GDPR fines hit telcos for €1.6 billion – Dufrain

Pain will get worse when Data Governance Act kicks in

European mobile operators should invest more time on data strategies, according to Dufrain a data strategy vendor. Data disorders will cost mobile operators millions in fines and could prove fatal when they try to ‘scale up’ in a business environment that supports mergers and acquisitions, the consultant has warned. Merging two sets of unstructured data creates a fatal toxic mixture that can both clog the circulation of the growing telco and lead to haemorrhaging of its information ‘lifeblood’.

Compliance

Dufrain cited Google and Vodafone Spain, who were fined €14 million in May by Spain’s Agencia Española de Protección de Datos (AEPD), as reported here in Compliance Week.
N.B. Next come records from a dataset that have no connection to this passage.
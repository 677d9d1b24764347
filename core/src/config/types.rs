//! Configuration types for askta
//!
//! `Config` mirrors the on-disk YAML document key for key. Every key is
//! optional in the document and falls back to its zero value.

use serde::{Deserialize, Serialize};
use std::fmt;

/// Model used when the document leaves `model_name` empty
pub const DEFAULT_MODEL: &str = "gpt-4o-mini";

/// Prefix that marks an `api_key` value as ciphertext
pub const ENCRYPTED_PREFIX: &str = "encry_";

/// Value written by the bootstrap template in place of a real key
pub const API_KEY_PLACEHOLDER: &str = "your-api-key";

/// A fully resolved configuration for one run of the assistant
///
/// `api_key` is always plaintext in memory. Its `Debug` output is redacted.
#[derive(Clone, Default, PartialEq, Serialize, Deserialize)]
#[serde(default)]
pub struct Config {
    /// API base URL; empty means "let the provider decide"
    pub base_url: String,
    /// API key for authentication
    pub api_key: String,
    /// Model name/identifier
    pub model_name: String,
    /// Do not send directory structure to the model
    pub private_mode: bool,
    /// Custom system prompt
    pub sys_prompt: String,
    /// AI provider type
    pub provider: String,
    /// Sampling temperature
    #[serde(skip_serializing_if = "Option::is_none")]
    pub temperature: Option<f32>,
    /// Maximum tokens to generate
    #[serde(skip_serializing_if = "Option::is_none")]
    pub max_tokens: Option<u32>,
    /// Proxy URL for provider requests
    #[serde(skip_serializing_if = "Option::is_none")]
    pub proxy: Option<String>,
}

impl fmt::Debug for Config {
    fn fmt(&self, f: &mut fmt::Formatter<'_>) -> fmt::Result {
        let api_key = if self.api_key.is_empty() {
            "<empty>"
        } else {
            "<redacted>"
        };
        f.debug_struct("Config")
            .field("base_url", &self.base_url)
            .field("api_key", &api_key)
            .field("model_name", &self.model_name)
            .field("private_mode", &self.private_mode)
            .field("sys_prompt", &self.sys_prompt)
            .field("provider", &self.provider)
            .field("temperature", &self.temperature)
            .field("max_tokens", &self.max_tokens)
            .field("proxy", &self.proxy)
            .finish()
    }
}

#[cfg(test)]
mod tests {
    use super::*;

    #[test]
    fn test_debug_redacts_api_key() {
        let config = Config {
            api_key: "sk-very-secret".to_string(),
            ..Config::default()
        };

        let rendered = format!("{:?}", config);
        assert!(!rendered.contains("sk-very-secret"));
        assert!(rendered.contains("<redacted>"));
    }

    #[test]
    fn test_missing_keys_use_zero_values() {
        let config: Config = serde_yaml::from_str("api_key: abc\n").unwrap();

        assert_eq!(config.api_key, "abc");
        assert_eq!(config.model_name, "");
        assert!(!config.private_mode);
        assert_eq!(config.temperature, None);
    }

    #[test]
    fn test_optional_fields_are_not_serialized_when_unset() {
        let yaml = serde_yaml::to_string(&Config::default()).unwrap();

        assert!(yaml.contains("api_key"));
        assert!(!yaml.contains("temperature"));
        assert!(!yaml.contains("proxy"));
    }
}
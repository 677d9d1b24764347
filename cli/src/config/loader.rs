//! CLI configuration loader for askta
//!
//! Built once from parsed flags and passed to the command that needs a
//! config. Loading goes through [`ConfigStore`], then the flag overrides are
//! merged on top:
//! 1. --config file (when given)
//! 2. ~/.config/askta/config.yaml

use askta_core::config::resolve_path;
use askta_core::{merge, ConfigStore, Loaded, Overrides, SecretCodec};
use std::path::PathBuf;
use tracing::debug;

/// CLI configuration loader
#[derive(Debug, Clone, Default)]
pub struct CliConfigLoader {
    /// Override config file path
    config_override: Option<PathBuf>,
    /// Flag overrides
    overrides: Overrides,
}

impl CliConfigLoader {
    /// Create a new loader
    pub fn new() -> Self {
        Self::default()
    }

    /// Set config file override; a leading `~` is expanded
    pub fn with_config_override(mut self, path: PathBuf) -> Self {
        let expanded = shellexpand::tilde(&path.to_string_lossy()).into_owned();
        self.config_override = Some(PathBuf::from(expanded));
        self
    }

    /// Set flag overrides
    pub fn with_overrides(mut self, overrides: Overrides) -> Self {
        self.overrides = overrides;
        self
    }

    /// The config path this loader will use
    pub fn config_path(&self) -> askta_core::Result<PathBuf> {
        resolve_path(self.config_override.clone().unwrap_or_default())
    }

    /// Load and resolve configuration
    ///
    /// A bootstrap is passed through untouched; overrides only apply to a
    /// usable config.
    pub fn load<C: SecretCodec>(&self, codec: C) -> askta_core::Result<Loaded> {
        let store = ConfigStore::at_path(self.config_path()?, codec);
        debug!(path = %store.path().display(), "Loading config");

        Ok(match store.load()? {
            Loaded::Ready(config) => {
                debug!(overrides = ?self.overrides, "Applying flag overrides");
                Loaded::Ready(merge(config, &self.overrides))
            }
            bootstrapped => bootstrapped,
        })
    }
}

#[cfg(test)]
mod tests {
    use super::*;
    use askta_core::MachineCodec;

    #[test]
    fn test_tilde_is_expanded() {
        let loader = CliConfigLoader::new().with_config_override(PathBuf::from("~/askta.yaml"));
        let path = loader.config_path().unwrap();

        assert!(!path.to_string_lossy().starts_with('~'));
        assert!(path.ends_with("askta.yaml"));
    }

    #[test]
    fn test_overrides_apply_after_load() {
        let dir = tempfile::tempdir().unwrap();
        let path = dir.path().join("config.yaml");
        std::fs::write(&path, "api_key: sk-abc\nmodel_name: gpt-4o\n").unwrap();

        let loader = CliConfigLoader::new()
            .with_config_override(path)
            .with_overrides(Overrides::new().with_model("gpt-5").with_private_mode());
        let loaded = loader.load(MachineCodec::from_material(b"loader")).unwrap();

        match loaded {
            Loaded::Ready(config) => {
                assert_eq!(config.model_name, "gpt-5");
                assert_eq!(config.api_key, "sk-abc");
                assert!(config.private_mode);
            }
            Loaded::Bootstrapped { .. } => panic!("expected a ready config"),
        }
    }
}
//! Machine-bound secret codec
//!
//! The key is derived from material that identifies the local machine and
//! user, so ciphertext written here will not decrypt elsewhere.

use super::SecretCodec;
use crate::error::SecretError;
use base64::{engine::general_purpose::URL_SAFE_NO_PAD, Engine as _};
use chacha20poly1305::aead::{Aead, KeyInit};
use chacha20poly1305::{ChaCha20Poly1305, Key, Nonce};
use rand::RngCore;
use sha2::{Digest, Sha256};
use std::cell::OnceCell;
use std::fmt;
use tracing::debug;

/// Environment variable that replaces the machine material when set
pub const SEED_ENV_VAR: &str = "ASKTA_SECRET_SEED";

const KEY_CONTEXT: &[u8] = b"askta/api-key/v1";
const MACHINE_ID_PATH: &str = "/etc/machine-id";
const NONCE_LEN: usize = 12;
const TAG_LEN: usize = 16;

/// ChaCha20-Poly1305 codec keyed from local machine material
#[derive(Clone)]
pub struct MachineCodec {
    key: [u8; 32],
}

impl MachineCodec {
    /// Derive the key for the current machine and user
    ///
    /// Uses `ASKTA_SECRET_SEED` when it is set and non-empty. Otherwise mixes
    /// the machine id (when readable), the home directory, and the user name.
    pub fn from_machine() -> Result<Self, SecretError> {
        if let Ok(seed) = std::env::var(SEED_ENV_VAR) {
            if !seed.is_empty() {
                debug!("Deriving secret key from {}", SEED_ENV_VAR);
                return Ok(Self::from_material(seed.as_bytes()));
            }
        }

        let mut parts: Vec<Vec<u8>> = Vec::new();
        if let Ok(id) = std::fs::read_to_string(MACHINE_ID_PATH) {
            let id = id.trim();
            if !id.is_empty() {
                parts.push(id.as_bytes().to_vec());
            }
        }
        if let Some(home) = dirs::home_dir() {
            parts.push(home.to_string_lossy().into_owned().into_bytes());
        }
        if let Some(user) = std::env::var("USER")
            .ok()
            .or_else(|| std::env::var("USERNAME").ok())
            .filter(|user| !user.is_empty())
        {
            parts.push(user.into_bytes());
        }

        if parts.is_empty() {
            return Err(SecretError::NoKeyMaterial);
        }

        debug!("Deriving secret key from {} machine source(s)", parts.len());
        let mut material = Vec::new();
        for part in parts {
            material.extend_from_slice(&(part.len() as u64).to_le_bytes());
            material.extend_from_slice(&part);
        }
        Ok(Self::from_material(&material))
    }

    /// Derive the key from explicit material
    pub fn from_material(material: &[u8]) -> Self {
        let mut hasher = Sha256::new();
        hasher.update(KEY_CONTEXT);
        hasher.update([0u8]);
        hasher.update(material);
        let mut key = [0u8; 32];
        key.copy_from_slice(&hasher.finalize());
        Self { key }
    }

    fn cipher(&self) -> ChaCha20Poly1305 {
        ChaCha20Poly1305::new(Key::from_slice(&self.key))
    }
}

impl SecretCodec for MachineCodec {
    fn encrypt(&self, plaintext: &str) -> Result<String, SecretError> {
        let mut nonce = [0u8; NONCE_LEN];
        rand::thread_rng().fill_bytes(&mut nonce);

        let sealed = self
            .cipher()
            .encrypt(Nonce::from_slice(&nonce), plaintext.as_bytes())
            .map_err(|e| SecretError::Encryption {
                message: e.to_string(),
            })?;

        let mut blob = Vec::with_capacity(NONCE_LEN + sealed.len());
        blob.extend_from_slice(&nonce);
        blob.extend_from_slice(&sealed);
        Ok(URL_SAFE_NO_PAD.encode(blob))
    }

    fn decrypt(&self, ciphertext: &str) -> Result<String, SecretError> {
        let blob = URL_SAFE_NO_PAD
            .decode(ciphertext.trim())
            .map_err(|_| SecretError::Decryption {
                message: "ciphertext is not valid base64".to_string(),
            })?;

        if blob.len() < NONCE_LEN + TAG_LEN {
            return Err(SecretError::Decryption {
                message: "ciphertext is too short".to_string(),
            });
        }

        let (nonce, sealed) = blob.split_at(NONCE_LEN);
        let opened = self
            .cipher()
            .decrypt(Nonce::from_slice(nonce), sealed)
            .map_err(|_| SecretError::Decryption {
                message: "ciphertext is corrupted or was written on another machine".to_string(),
            })?;

        String::from_utf8(opened).map_err(|_| SecretError::Decryption {
            message: "decrypted key is not valid UTF-8".to_string(),
        })
    }
}

/// [`MachineCodec`] whose key is derived on first use
///
/// Loads that never reach the secret step (first-run bootstrap, validation
/// failures) do not need key material. When derivation fails, the error
/// surfaces from `encrypt` or `decrypt`.
#[derive(Debug, Default)]
pub struct LazyMachineCodec {
    codec: OnceCell<MachineCodec>,
}

impl LazyMachineCodec {
    pub fn new() -> Self {
        Self::default()
    }

    fn codec(&self) -> Result<&MachineCodec, SecretError> {
        if let Some(codec) = self.codec.get() {
            return Ok(codec);
        }
        let codec = MachineCodec::from_machine()?;
        Ok(self.codec.get_or_init(|| codec))
    }
}

impl SecretCodec for LazyMachineCodec {
    fn encrypt(&self, plaintext: &str) -> Result<String, SecretError> {
        self.codec()?.encrypt(plaintext)
    }

    fn decrypt(&self, ciphertext: &str) -> Result<String, SecretError> {
        self.codec()?.decrypt(ciphertext)
    }
}

impl fmt::Debug for MachineCodec {
    fn fmt(&self, f: &mut fmt::Formatter<'_>) -> fmt::Result {
        f.debug_struct("MachineCodec").finish_non_exhaustive()
    }
}
//! Storage traits and error types
//!
//! This module defines the trait interface for object store backends and
//! associated error types.

use crate::storage::ObjectBody;
use async_trait::async_trait;
use std::collections::HashMap;
use thiserror::Error;

/// Errors that can occur during storage operations
#[derive(Debug, Error)]
pub enum StorageError {
    #[error("Failed to put object {key}: {message}")]
    Put { key: String, message: String },

    #[error("Failed to read metadata of object {key}: {message}")]
    Head { key: String, message: String },

    #[error("Object not found: {0}")]
    NotFound(String),

    #[error("Failed to read object body for {key}: {source}")]
    Body {
        key: String,
        source: std::io::Error,
    },
}

/// Result type for storage operations
pub type StorageResult<T> = Result<T, StorageError>;

/// User metadata attached to an object
pub type Metadata = HashMap<String, String>;

/// Trait for object store implementations
///
/// Each day owns a unique key and the feed document is replaced wholesale, so
/// implementations need no locking across keys; concurrent writes to the same
/// key resolve to last-writer-wins.
#[async_trait]
pub trait ObjectStore: Send + Sync {
    /// Stores `body` under `key`, replacing any existing object
    ///
    /// # Returns
    ///
    /// The public location of the stored object
    async fn put(
        &self,
        key: &str,
        body: ObjectBody,
        content_type: &str,
        metadata: Metadata,
    ) -> StorageResult<String>;

    /// Fetches the user metadata of `key` without reading its body
    async fn head_metadata(&self, key: &str) -> StorageResult<Metadata>;

    /// Public location of `key`, whether or not it exists
    fn location(&self, key: &str) -> String;
}

/// Looks up a metadata value ignoring key case
///
/// S3 lowercases user metadata keys, so `Title` written by the copier comes
/// back as `title`.
pub fn metadata_value<'a>(metadata: &'a Metadata, name: &str) -> Option<&'a str> {
    metadata
        .iter()
        .find(|(key, _)| key.eq_ignore_ascii_case(name))
        .map(|(_, value)| value.as_str())
}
The AEPD alleged Google violated Article 6 of the General Data Protection Regulation (GDPR) regarding lawful data processing and Article 17’s right to be forgotten. Dufrain claimed the aggregate avoidable loss to GDPR enforcement fines totals €1.6 billion.

GDPR

Four years after the General Data Protection Regulation (GDPR) came into effect in the EU, there’s a growing danger of fines being imposed, according to Gerry Goodwin, sales director at Dufrain. “The fine imposed on Google and Vodafone shows that the regulators are as stringent as ever in its enforcement.” Now a host of new regulations and enforcements are set to come into effect this year, including the Data Governance Act and ePrivacy Regulation, which threaten to hit telcos even harder.

Immunity

However, some might think it’s more profitable to ignore the regulations and take the occasional GDPR fine as a cost of doing business. The fine is the fourth for Google under the GDPR and second highest in value following the €50 million penalty (then-U.S. $57 million) the company was hit with in France in 2019. Other countries to sanction the tech giant include Sweden and Belgium. Google has yet to be fined in its European home country of Ireland, where its primary regulator is located in accordance with the one-stop shop mechanism of the GDPR.

Governance

Dufrain said proper data governance processes will protect both the telcos and their customers from data breaches. It outlines the steps telcos can take to manage their data effectively and mitigate risk. It unveiled a three point plan: structure data, prepare for mergers and govern your data. 

Fatally unstructured

Unstructured data, that cannot be used or detected by technology, presents a serious compliance risk for telcos because it’s typically exposed to huge amounts of personal customer information, according to Dufrain. Microsoft Teams and emails are a particular threat as more people work from home. Any documents saved via Microsoft Teams meeting, such as PDFs, mean that businesses breach data protection laws and face the threat of potentially crippling fines. Telcos must use specialist systems that bring unstructured data under control in the same way as structured data, according to Dufrain.

First degree merger

The deal value for mergers and acquisitions (M&A) in the telecoms sector rose by 48% in 2021 with scale deals, according to Dufrain. But the value is dissipated if the data from the companies cannot be merged successfully. Expediting the data migration process will be the deal breaker in the next few years, said Dufrain. “A data strategy that encompasses all aspects of data usage, ownership and management is vital for avoiding potentially crippling fines,” said Goodwin, “that means knowing where all their data is and how it’s stored and used, both to mitigate data breaches and ensure that they can make the most of the [intelligence it presents].”